Finding your way around the app has also been improved, as it includes now includes a bottom navigation bar for accessing the Home feed, a “My Books” section, a search option for finding books on Goodreads,, a barcode scanner for adding books to your “To Read” shelf, and a “More” tab that shows you the remaining sections, like recommendations, challenges, groups, events and more. These are not new features, to be clear, but they have been better placed for the most part.

The Recommendations section is especially nice to use, allowing you to tap filter your suggestions by genre or shelf, and then flip through book thumbnails using your finger. Oddly, though, certain sections remain empty despite the app having enough information to generate some title suggestions. (Is there really no fiction it can recommend for me?) However, the picks based on what’s on my “To-Read” shelf look interesting enough, and include fiction, so I’ll manage.

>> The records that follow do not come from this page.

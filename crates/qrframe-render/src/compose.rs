//! The composed renderer
//!
//! Orchestrates the whole pipeline for one invocation: resolve the
//! effective error-correction level, obtain the matrix, build module
//! and eye shapes around the excavation and finder skip predicates,
//! attach the gradient definition and logo overlay, then either wrap
//! the bare symbol or hand it to the selected frame for composition
//! and final proportional scaling.

use std::sync::Arc;

use qrframe_core::{
    Fill, FrameRenderer, FrameSpec, Group, Node, RenderedVector, Result, StyleConfig, CELL,
};

use crate::cache::MatrixCache;
use crate::excavate::{logo_overlay, Excavation};
use crate::eyes::{eye_nodes, finder_positions, in_finder};
use crate::gradient::{gradient_def, GRADIENT_ID};
use crate::matrix::SymbolMatrix;
use crate::modules::module_nodes;

/// Id of the group holding the rendered symbol, inside any frame.
pub const SYMBOL_GROUP_ID: &str = "qr-symbol";

/// Per-invocation knobs that are not visual style.
#[derive(Debug, Clone, Default)]
pub struct RenderOptions {
    /// Target display size in pixels for the longer dimension. When
    /// unset, the output keeps its internal coordinate extent.
    pub display_size: Option<f64>,
    /// Root element identifier for the output document.
    pub id: Option<String>,
}

/// Render a payload in one shot, without matrix memoization.
///
/// Returns `Ok(None)` for an empty payload — there is nothing to draw
/// and callers must not invoke export in that state.
pub fn render(
    payload: &str,
    style: &StyleConfig,
    frame: &FrameSpec,
    opts: &RenderOptions,
) -> Result<Option<RenderedVector>> {
    if payload.is_empty() {
        log::debug!("empty payload, nothing to render");
        return Ok(None);
    }
    let matrix = SymbolMatrix::encode(payload, style.effective_ec_level())?;
    Ok(Some(build_vector(&matrix, style, frame, opts)))
}

/// Memoizing renderer for hosts that re-render on every style change.
///
/// The matrix stage (expensive-ish, rare) is cached on (payload,
/// effective level); the vector rebuild (cheap, frequent) runs every
/// call.
#[derive(Default)]
pub struct QrRenderer {
    matrices: MatrixCache,
}

impl QrRenderer {
    pub fn new() -> Self {
        Self::default()
    }

    pub fn render(
        &self,
        payload: &str,
        style: &StyleConfig,
        frame: &FrameSpec,
        opts: &RenderOptions,
    ) -> Result<Option<RenderedVector>> {
        if payload.is_empty() {
            log::debug!("empty payload, nothing to render");
            return Ok(None);
        }
        let matrix: Arc<SymbolMatrix> = self
            .matrices
            .get_or_encode(payload, style.effective_ec_level())?;
        Ok(Some(build_vector(&matrix, style, frame, opts)))
    }
}

/// Build the vector tree for an already-encoded matrix.
pub fn build_vector(
    matrix: &SymbolMatrix,
    style: &StyleConfig,
    frame: &FrameSpec,
    opts: &RenderOptions,
) -> RenderedVector {
    let size = matrix.size();
    let extent = size as f64 * CELL;

    if style.logo.is_some() {
        log::warn!(
            "logo configured: error correction forced to High (requested {:?})",
            style.ec_level
        );
    }

    let excavation = Excavation::for_symbol(size, style.logo.is_some());

    let mut defs = Vec::new();
    let module_fill = match &style.gradient {
        Some(spec) => {
            defs.push(gradient_def(spec, extent));
            Fill::Ref(GRADIENT_ID.to_owned())
        }
        None => Fill::Solid(style.foreground),
    };

    // Background first, then modules, then eyes so abutting modules
    // never occlude them, then the logo overlay on top of everything.
    let mut children = vec![Node::rect(0.0, 0.0, extent, extent, style.background)];
    children.extend(module_nodes(matrix, style.module_style, &module_fill, |row, col| {
        in_finder(size, row, col) || excavation.contains(row, col)
    }));
    for (row, col) in finder_positions(size) {
        children.extend(eye_nodes(
            row,
            col,
            style.eye_style,
            style.effective_eye_color(),
            style.background,
        ));
    }
    if let Some(logo) = &style.logo {
        children.push(logo_overlay(extent, &logo.href));
    }

    let symbol = Node::Group(Group::new(children).with_id(SYMBOL_GROUP_ID));

    let (view_box, nodes) = match qrframe_frames::lookup(frame.kind) {
        None => ((extent, extent), vec![symbol]),
        Some(renderer) => {
            log::debug!("composing frame {:?}", renderer.name());
            let canvas = renderer.size_for(extent);
            let nodes = renderer.compose(
                symbol,
                extent,
                style.foreground,
                style.background,
                frame.caption.as_deref(),
            );
            (canvas, nodes)
        }
    };

    let (width, height) = display_dims(view_box, opts.display_size);
    RenderedVector {
        width,
        height,
        view_box,
        id: opts.id.clone(),
        defs,
        nodes,
    }
}

/// Scale the canvas proportionally so the longer dimension matches the
/// requested display size.
fn display_dims(view_box: (f64, f64), display_size: Option<f64>) -> (f64, f64) {
    match display_size {
        None => view_box,
        Some(target) => {
            let long = view_box.0.max(view_box.1);
            let scale = target / long;
            (view_box.0 * scale, view_box.1 * scale)
        }
    }
}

In addition, you can now quickly create new custom bookshelves to complement your “To-Read,” “Currently Reading,” and “Read” shelves – another welcome option that will allow Goodreads users to better curate lists of recommended books, like “best business books,” “great new fiction,” “favorite memoirs,” or anything else you want to share with your book-reading friends and fans.

Meanwhile, under the “My Books” tab, it’s easy to update your current progress by tapping a button and entering in a page number. (Though it’s still frustrating the app can’t just pull this information from your Kindle or the mobile Kindle app for iOS or Android. But at least the Goodreads website now lets you quickly add your Amazon books to Goodreads with just a click.)

Best of all, the update gives longtime Goodreads users hope that Amazon is not abandoning the property as many big companies often do following an acquisition. And with the changes, there’s even a chance that Amazon will be able to revitalize to Goodreads audience, who may have stopped regularly engaging with the service as lagged to keep up with modern user interface trends, and failed to deliver more usable features over time.

Amazon says that there are over 20 million Goodreads users, who have added more than 570 million books to their shelves. That’s already a bit of an improvement in their figures since the March acquisition announcement when Goodreads reportedly had 16 million users.

Goodreads is a free download on the App Store.